Baily is the remnant of a lunar impact crater on the boundary between Mare Frigoris to the north and Lacus Mortis to the south. The nearest crater of note is Bürg to the south-southwest. To the west of Baily is a pyroclastic vent. Further to the west is the prominent Aristoteles.

The crater interior has been flooded by basaltic mare in the past, and only the northern half of the crater rim remains relatively intact. There is an outward bulge in the northeastern rim, possibly the remnant of another crater formation that once overlapped Baily. Save for an unnamed rill running across the floor, the crater interior is flat and relatively featureless, with no impacts of significance. The surviving outer rim reaches a maximum elevation of about 0.5 km.
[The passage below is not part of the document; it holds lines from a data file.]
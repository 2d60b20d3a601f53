use std::sync::atomic::AtomicBool;
use std::thread;
use std::time::Duration;

use sound_tile_core::drawloop::FramePacer;
use sound_tile_core::modulation::ModKey;
use sound_tile_core::render::HeadlessBackend;
use sound_tile_core::timeline::{ManualTime, PLAYBACK_TIME};
use sound_tile_core::{
    DebugLevel, FrameLoop, PerfMetrics, PlaybackClock, RenderBackend, RenderSettings,
    RendererHost, Song, Target, Transform,
};

const PHASE: ModKey<f64> = ModKey::new("phase");

struct NoWait;

impl FramePacer for NoWait {
    fn wait(&mut self, _visible: bool) {}
}

fn headless() -> Box<dyn RenderBackend> {
    Box::new(HeadlessBackend::new())
}

fn settings(bars: usize) -> RenderSettings {
    RenderSettings::new(Some(Song::new(4.0, 4, 4, bars)), 1)
}

#[test]
fn worker_table_is_readable_from_other_threads() {
    let host = RendererHost::new(settings(2), true, Duration::ZERO, headless).unwrap();
    assert!(host.is_worker());
    let table = host.table();
    let ticks = thread::spawn(move || table.load().unwrap().lookup(6.0))
        .join()
        .unwrap();
    assert_eq!(ticks, 24.0);
}

#[test]
fn frame_loop_drives_playback_through_the_worker() {
    let time = ManualTime::new();
    let host = RendererHost::new(settings(2), true, Duration::ZERO, headless).unwrap();
    let mut frame_loop = FrameLoop::new(
        host,
        PlaybackClock::new(time.clone()),
        NoWait,
        PerfMetrics::new(Duration::from_secs(10), Duration::from_secs(1)),
    );
    frame_loop.set_debug_level(DebugLevel::Detailed);
    frame_loop.clock_mut().start();

    time.advance(5.0);
    assert!(frame_loop.step().unwrap());
    let overlay = frame_loop.overlay();
    assert_eq!(overlay[0], "Worker (asynchronous) renderer");
    assert!(overlay.iter().any(|line| line == "Tick: 20.00 (bar 2, beat 2)"));

    time.advance(10.0);
    frame_loop.step().unwrap();
    assert!(!frame_loop.clock().is_playing());
    assert_eq!(frame_loop.clock().current_time(), 8.0);
}

#[test]
fn playback_time_reaches_tiles_through_the_modulation_graph() {
    let time = ManualTime::new();
    let host = RendererHost::new(settings(4), false, Duration::ZERO, headless).unwrap();
    let mut frame_loop = FrameLoop::new(
        host,
        PlaybackClock::new(time.clone()),
        NoWait,
        PerfMetrics::new(Duration::from_secs(10), Duration::from_secs(1)),
    );
    let tile = Target::new("Tile").with_slot(PHASE, 0.0);
    assert!(frame_loop.global().source().connect_with(
        &tile,
        PLAYBACK_TIME,
        PHASE,
        vec![Transform::Linear(0.5, 1.0)],
    ));

    frame_loop.clock_mut().start();
    time.advance(4.0);
    let stop = AtomicBool::new(false);
    assert_eq!(frame_loop.run_until(&stop, Some(1)).unwrap(), 1);
    assert_eq!(tile.get(PHASE), Some(3.0));

    frame_loop.global().source().disconnect_target(&tile);
    time.advance(2.0);
    frame_loop.step().unwrap();
    assert_eq!(tile.get(PHASE), Some(3.0));
    assert!(!tile.connected(PHASE));
}

#[test]
fn corrupt_song_renders_nothing_instead_of_failing() {
    let mut song = Song::new(4.0, 4, 4, 1);
    song.bar_length = 0;
    let host = RendererHost::new(
        RenderSettings::new(Some(song), 1),
        false,
        Duration::ZERO,
        headless,
    )
    .unwrap();
    assert_eq!(host.load_result().song_length, 0.0);
    assert!(host.table().load().unwrap().is_empty());
}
This crater is named after British astronomer Francis Baily (1774-1844). The name was introduced into lunar nomenclature by German astronomer Johann von Mädler. Its designation was formally adopted by the International Astronomical Union in 1935.

==Satellite craters==
By convention these features are identified on lunar maps by placing the letter on the side of the crater midpoint that is closest to Baily.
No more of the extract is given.